The mother stores breastmilk in a clean, covered container. Milk can be stored 8-10 hours at room temperature in a cool place and 72 hours in the refrigerator

The mother or caregiver gives the infant expressed breastmilk from a cup. Bottles are unsafe to use because they are difficult to wash and can be easily contaminated

HIV-positive mother who chooses to breastfeed

The mother should practice exclusive breastfeeding for six months. At six months the mother should introduce appropriate complementary foods

A mother who experiences breast difficulties such as mastitis, cracked nipples or breast abscess should breastfeed with the unaffected breast and express and discard milk from the affected breast

The mother should seek immediate care for a baby with thrush or oral lesions

A mother who presents with AIDS-related conditions (prolonged fever, severe cough or diarrhoea, or pneumonia) should visit a health centre immediately

A lactating mother should use condoms to protect herself from exposure to infected semen

HIV-positive mother who chooses to replacement feed

The mother should practice safe and appropriate use of infant formula or animal’s milk (with additional sugar) exclusively for the first six months

The mother should use a cup, not a bottle

The mother should NOT mix-feed – give only breastmilk substitutes, do not breastfeed

  • What solutions would you advise the mother of a sick baby under six months with diarrhoea?

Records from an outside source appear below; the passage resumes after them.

use tracing::{debug, warn};

use crate::{
    error::StorageError,
    storage::TaskStorage,
    task::Task,
};

/// How new task ids are chosen.
#[derive(Debug, Clone, Copy, PartialEq, Eq, Default)]
pub enum IdPolicy {
    /// One past the highest id seen this session; ids are never reused while
    /// the board is open.
    #[default]
    Monotonic,
    /// `count + 1`, matching the historical numbering. Can hand out an id
    /// that a surviving task already holds after an out-of-order delete.
    CountBased,
}

/// Result of a mutating operation. The in-memory change stands even when
/// `persisted` is an error.
#[derive(Debug)]
pub struct Applied<T> {
    pub outcome: T,
    pub persisted: Result<(), StorageError>,
}

impl<T> Applied<T> {
    fn unsaved(outcome: T) -> Self {
        Self {
            outcome,
            persisted: Ok(()),
        }
    }
}

#[derive(Debug, Clone, PartialEq)]
pub enum Listing<'a> {
    Empty,
    Tasks {
        tasks: &'a [Task],
        completed: usize,
        total: usize,
    },
}

#[derive(Debug, Clone, PartialEq)]
pub enum CompleteOutcome {
    NotFound,
    AlreadyCompleted,
    Completed(Task),
}

#[derive(Debug, Clone, PartialEq)]
pub enum DeleteOutcome {
    NotFound,
    Deleted { description: String },
}

#[derive(Debug, Clone, PartialEq)]
pub enum EditOutcome {
    NotFound,
    Updated { old: String, new: String },
}

#[derive(Debug, Clone, PartialEq)]
pub enum SearchResult {
    NoMatches,
    Matches(Vec<Task>),
}

#[derive(Debug, Clone, Copy, PartialEq)]
pub struct Statistics {
    pub total: usize,
    pub completed: usize,
    pub pending: usize,
    /// Percentage rounded to one decimal.
    pub completion_rate: f64,
}

pub struct TaskBoard {
    tasks: Vec<Task>,
    storage: Box<dyn TaskStorage>,
    policy: IdPolicy,
    /// `None` once a stored id reached `u32::MAX`.
    next_id: Option<u32>,
}

impl TaskBoard {
    pub fn open(storage: impl TaskStorage + 'static, policy: IdPolicy) -> Self {
        let tasks = storage.load();
        let next_id = tasks.iter().map(|t| t.id).max().unwrap_or(0).checked_add(1);
        debug!(count = tasks.len(), ?policy, "opened task board");
        Self {
            tasks,
            storage: Box::new(storage),
            policy,
            next_id,
        }
    }

    pub fn tasks(&self) -> &[Task] {
        &self.tasks
    }

    fn save(&self) -> Result<(), StorageError> {
        let result = self.storage.save(&self.tasks);
        if let Err(err) = &result {
            warn!(error = %err, "failed to save tasks");
        }
        result
    }

    fn position(&self, id: u32) -> Option<usize> {
        self.tasks.iter().position(|t| t.id == id)
    }

    fn assign_id(&mut self) -> u32 {
        match self.policy {
            IdPolicy::Monotonic => match self.next_id {
                Some(id) => {
                    self.next_id = id.checked_add(1);
                    id
                }
                None => self.smallest_unused_id(),
            },
            IdPolicy::CountBased => (self.tasks.len() as u32).saturating_add(1),
        }
    }

    /// Fallback once the counter is exhausted.
    fn smallest_unused_id(&self) -> u32 {
        let mut used: Vec<u32> = self.tasks.iter().map(|t| t.id).collect();
        used.sort_unstable();
        used.dedup();
        let mut candidate = 1;
        for id in used {
            if id > candidate {
                break;
            }
            if id == candidate {
                candidate = candidate.saturating_add(1);
            }
        }
        warn!(id = candidate, "id counter exhausted, reusing a free id");
        candidate
    }

    /// Callers reject empty descriptions before getting here.
    pub fn add_task(&mut self, description: impl Into<String>) -> Applied<Task> {
        let id = self.assign_id();
        let task = Task::new(id, description);
        self.tasks.push(task.clone());
        debug!(id, "added task");
        Applied {
            outcome: task,
            persisted: self.save(),
        }
    }

    pub fn list(&self) -> Listing<'_> {
        if self.tasks.is_empty() {
            return Listing::Empty;
        }
        Listing::Tasks {
            tasks: &self.tasks,
            completed: self.completed_count(),
            total: self.tasks.len(),
        }
    }

    pub fn complete_task(&mut self, id: u32) -> Applied<CompleteOutcome> {
        let Some(index) = self.position(id) else {
            return Applied::unsaved(CompleteOutcome::NotFound);
        };
        let task = &mut self.tasks[index];
        if task.completed {
            return Applied::unsaved(CompleteOutcome::AlreadyCompleted);
        }
        task.completed = true;
        let task = task.clone();
        debug!(id, "completed task");
        Applied {
            outcome: CompleteOutcome::Completed(task),
            persisted: self.save(),
        }
    }

    pub fn delete_task(&mut self, id: u32) -> Applied<DeleteOutcome> {
        let Some(index) = self.position(id) else {
            return Applied::unsaved(DeleteOutcome::NotFound);
        };
        let removed = self.tasks.remove(index);
        debug!(id, "deleted task");
        Applied {
            outcome: DeleteOutcome::Deleted {
                description: removed.description,
            },
            persisted: self.save(),
        }
    }

    pub fn edit_task(&mut self, id: u32, description: impl Into<String>) -> Applied<EditOutcome> {
        let Some(index) = self.position(id) else {
            return Applied::unsaved(EditOutcome::NotFound);
        };
        let new = description.into();
        let old = std::mem::replace(&mut self.tasks[index].description, new.clone());
        debug!(id, "edited task");
        Applied {
            outcome: EditOutcome::Updated { old, new },
            persisted: self.save(),
        }
    }

    /// Returns how many tasks were removed. Nothing is written when that is zero.
    pub fn clear_completed(&mut self) -> Applied<usize> {
        let before = self.tasks.len();
        self.tasks.retain(|t| !t.completed);
        let removed = before - self.tasks.len();
        if removed == 0 {
            return Applied::unsaved(0);
        }
        debug!(removed, "cleared completed tasks");
        Applied {
            outcome: removed,
            persisted: self.save(),
        }
    }

    pub fn statistics(&self) -> Statistics {
        let total = self.tasks.len();
        let completed = self.completed_count();
        Statistics {
            total,
            completed,
            pending: total - completed,
            completion_rate: completion_rate(completed, total),
        }
    }

    pub fn search(&self, keyword: &str) -> SearchResult {
        let matches: Vec<Task> = self
            .tasks
            .iter()
            .filter(|t| t.matches(keyword))
            .cloned()
            .collect();
        if matches.is_empty() {
            SearchResult::NoMatches
        } else {
            SearchResult::Matches(matches)
        }
    }

    fn completed_count(&self) -> usize {
        self.tasks.iter().filter(|t| t.completed).count()
    }
}

/// Percentage rounded to one decimal the way `{:.1}` prints it, so the stored
/// value and the rendered one never disagree on ties.
fn completion_rate(completed: usize, total: usize) -> f64 {
    if total == 0 {
        return 0.0;
    }
    let rate = completed as f64 / total as f64 * 100.0;
    format!("{rate:.1}").parse().unwrap_or(rate)
}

  • You would advise the mother to breastfeed exclusively and frequently to avoid dehydration or malnutrition. You would explain to her that breastmilk contains water, sugar and salts in adequate quantities, which will help her baby recover quickly from diarrhoea. If the baby has severe diarrhoea and shows any signs of dehydration, tell the mother she should continue to breastfeed and provide Oral Rehyderation Solution (ORS) either with a spoon or cup.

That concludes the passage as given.